(Dataset entries)
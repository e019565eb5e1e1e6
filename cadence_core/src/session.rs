//! A wired sensing + cueing session over boxed devices.
//!
//! The builder uses type-state markers so `build()` is only available once an
//! accelerometer and a click output are set; `try_build()` works in any state
//! and reports what is missing.

use std::marker::PhantomData;
use std::sync::Arc;
use std::time::Duration;

use cadence_traits::clock::{Clock, MonotonicClock};
use cadence_traits::{Accelerometer, ClickOutput, ClickSound, NativeBeatEngine};

use crate::buffer::Sample;
use crate::calibration::CalibrationCoefficients;
use crate::config::{SchedulerCfg, SensingCfg};
use crate::error::{BuildError, CadenceError, Result};
use crate::monitor::CadenceMonitor;
use crate::sampler::Sampler;
use crate::scheduler::BeatScheduler;
use crate::tracker::CycleReport;

pub type BoxedAccelerometer = Box<dyn Accelerometer + Send>;
pub type BoxedClickOutput = Box<dyn ClickOutput + Send>;
pub type SharedClock = Arc<dyn Clock + Send + Sync>;
pub type SessionScheduler = BeatScheduler<BoxedClickOutput, SharedClock>;

pub struct CadenceSession {
    monitor: CadenceMonitor,
    scheduler: SessionScheduler,
    accelerometer: Option<BoxedAccelerometer>,
    sampler: Option<Sampler<BoxedAccelerometer>>,
    clock: SharedClock,
}

impl CadenceSession {
    pub fn builder() -> SessionBuilder<Missing, Missing> {
        SessionBuilder::default()
    }

    pub fn monitor(&self) -> &CadenceMonitor {
        &self.monitor
    }

    pub fn monitor_mut(&mut self) -> &mut CadenceMonitor {
        &mut self.monitor
    }

    pub fn scheduler(&self) -> &SessionScheduler {
        &self.scheduler
    }

    pub fn scheduler_mut(&mut self) -> &mut SessionScheduler {
        &mut self.scheduler
    }

    pub fn clock(&self) -> &SharedClock {
        &self.clock
    }

    pub fn is_sensing(&self) -> bool {
        self.sampler.is_some()
    }

    /// Spawn the background sampler and start the processing cycle.
    pub fn start_sensing(&mut self) -> Result<()> {
        if self.sampler.is_some() {
            return Ok(());
        }
        let accel = self.accelerometer.take().ok_or_else(|| {
            CadenceError::State("accelerometer was lost when the sampler failed".into())
        })?;
        let cfg = self.monitor.tracker().config();
        let sampler = Sampler::spawn(
            accel,
            cfg.sample_rate_hz,
            Duration::from_millis(cfg.read_timeout_ms),
            self.clock.clone(),
        );
        self.sampler = Some(sampler);
        self.monitor.start();
        Ok(())
    }

    /// Stop the sampler and the tracker. Idempotent.
    pub fn stop_sensing(&mut self) {
        if let Some(mut sampler) = self.sampler.take() {
            if sampler.dropped() > 0 {
                tracing::warn!(dropped = sampler.dropped(), "samples dropped while sensing");
            }
            self.accelerometer = sampler.stop();
        }
        self.monitor.stop();
    }

    /// Move every delivered sample through the pipeline; returns completed cycles.
    pub fn poll(&mut self) -> Vec<CycleReport> {
        let samples: Vec<Sample> = match &self.sampler {
            Some(s) => s.drain(),
            None => return Vec::new(),
        };
        self.monitor.ingest_all(samples)
    }

    /// Stop both subsystems.
    pub fn shutdown(&mut self) {
        self.scheduler.stop();
        self.stop_sensing();
    }
}

impl Drop for CadenceSession {
    fn drop(&mut self) {
        self.shutdown();
    }
}

// Type-state markers for the builder
pub struct Missing;
pub struct Set;

/// Builder for `CadenceSession`.
pub struct SessionBuilder<A, O> {
    accelerometer: Option<BoxedAccelerometer>,
    output: Option<BoxedClickOutput>,
    native: Option<Box<dyn NativeBeatEngine + Send>>,
    sensing: Option<SensingCfg>,
    scheduler: Option<SchedulerCfg>,
    sound: Option<ClickSound>,
    coefficients: Option<CalibrationCoefficients>,
    clock: Option<SharedClock>,
    _a: PhantomData<A>,
    _o: PhantomData<O>,
}

impl Default for SessionBuilder<Missing, Missing> {
    fn default() -> Self {
        Self {
            accelerometer: None,
            output: None,
            native: None,
            sensing: None,
            scheduler: None,
            sound: None,
            coefficients: None,
            clock: None,
            _a: PhantomData,
            _o: PhantomData,
        }
    }
}

impl<A, O> SessionBuilder<A, O> {
    pub fn with_accelerometer(
        self,
        accel: impl Accelerometer + Send + 'static,
    ) -> SessionBuilder<Set, O> {
        SessionBuilder {
            accelerometer: Some(Box::new(accel)),
            output: self.output,
            native: self.native,
            sensing: self.sensing,
            scheduler: self.scheduler,
            sound: self.sound,
            coefficients: self.coefficients,
            clock: self.clock,
            _a: PhantomData,
            _o: PhantomData,
        }
    }

    pub fn with_click_output(
        self,
        output: impl ClickOutput + Send + 'static,
    ) -> SessionBuilder<A, Set> {
        SessionBuilder {
            accelerometer: self.accelerometer,
            output: Some(Box::new(output)),
            native: self.native,
            sensing: self.sensing,
            scheduler: self.scheduler,
            sound: self.sound,
            coefficients: self.coefficients,
            clock: self.clock,
            _a: PhantomData,
            _o: PhantomData,
        }
    }

    pub fn with_native(mut self, engine: impl NativeBeatEngine + Send + 'static) -> Self {
        self.native = Some(Box::new(engine));
        self
    }

    pub fn with_sensing(mut self, cfg: SensingCfg) -> Self {
        self.sensing = Some(cfg);
        self
    }

    pub fn with_scheduler(mut self, cfg: SchedulerCfg) -> Self {
        self.scheduler = Some(cfg);
        self
    }

    pub fn with_click_sound(mut self, sound: ClickSound) -> Self {
        self.sound = Some(sound);
        self
    }

    /// Persisted correction to start from; identity when unset.
    pub fn with_coefficients(mut self, coefficients: CalibrationCoefficients) -> Self {
        self.coefficients = Some(coefficients);
        self
    }

    pub fn with_clock(mut self, clock: impl Clock + Send + Sync + 'static) -> Self {
        self.clock = Some(Arc::new(clock));
        self
    }

    /// Fallible build available in any type-state.
    pub fn try_build(self) -> Result<CadenceSession> {
        let accelerometer = self
            .accelerometer
            .ok_or_else(|| eyre::Report::new(BuildError::MissingAccelerometer))?;
        let output = self
            .output
            .ok_or_else(|| eyre::Report::new(BuildError::MissingOutput))?;
        let sensing = self.sensing.unwrap_or_default();
        let sched = self.scheduler.unwrap_or_default();

        if sensing.sample_rate_hz == 0 {
            return Err(eyre::Report::new(BuildError::InvalidConfig(
                "sample_rate_hz must be > 0",
            )));
        }
        if sensing.initial_samples > sensing.buffer_capacity {
            return Err(eyre::Report::new(BuildError::InvalidConfig(
                "initial_samples must not exceed buffer_capacity",
            )));
        }
        if sensing.min_bpm <= 0.0 || sensing.min_bpm >= sensing.max_bpm {
            return Err(eyre::Report::new(BuildError::InvalidConfig(
                "cadence band must satisfy 0 < min_bpm < max_bpm",
            )));
        }
        if sched.lookahead_ms == 0 || sched.refresh_ms == 0 {
            return Err(eyre::Report::new(BuildError::InvalidConfig(
                "lookahead_ms and refresh_ms must be >= 1",
            )));
        }

        let clock: SharedClock = self
            .clock
            .unwrap_or_else(|| Arc::new(MonotonicClock::new()));
        let mut scheduler =
            BeatScheduler::new(output, clock.clone(), sched, self.sound.unwrap_or_default());
        if let Some(native) = self.native {
            scheduler = scheduler.with_native(native);
        }
        Ok(CadenceSession {
            monitor: CadenceMonitor::new(sensing, self.coefficients.unwrap_or_default()),
            scheduler,
            accelerometer: Some(accelerometer),
            sampler: None,
            clock,
        })
    }
}

impl SessionBuilder<Set, Set> {
    pub fn build(self) -> Result<CadenceSession> {
        self.try_build()
    }
}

ASSIGNED TASK:
Write out exactly the lines above from the line with "self.coefficients = Some(coefficients);" through the line with "if sensing.sample_rate_hz == 0", both of them included, and leave out all other lines.

RESPONSE AREA:
        self.coefficients = Some(coefficients);
        self
    }

    pub fn with_clock(mut self, clock: impl Clock + Send + Sync + 'static) -> Self {
        self.clock = Some(Arc::new(clock));
        self
    }

    /// Fallible build available in any type-state.
    pub fn try_build(self) -> Result<CadenceSession> {
        let accelerometer = self
            .accelerometer
            .ok_or_else(|| eyre::Report::new(BuildError::MissingAccelerometer))?;
        let output = self
            .output
            .ok_or_else(|| eyre::Report::new(BuildError::MissingOutput))?;
        let sensing = self.sensing.unwrap_or_default();
        let sched = self.scheduler.unwrap_or_default();

        if sensing.sample_rate_hz == 0 {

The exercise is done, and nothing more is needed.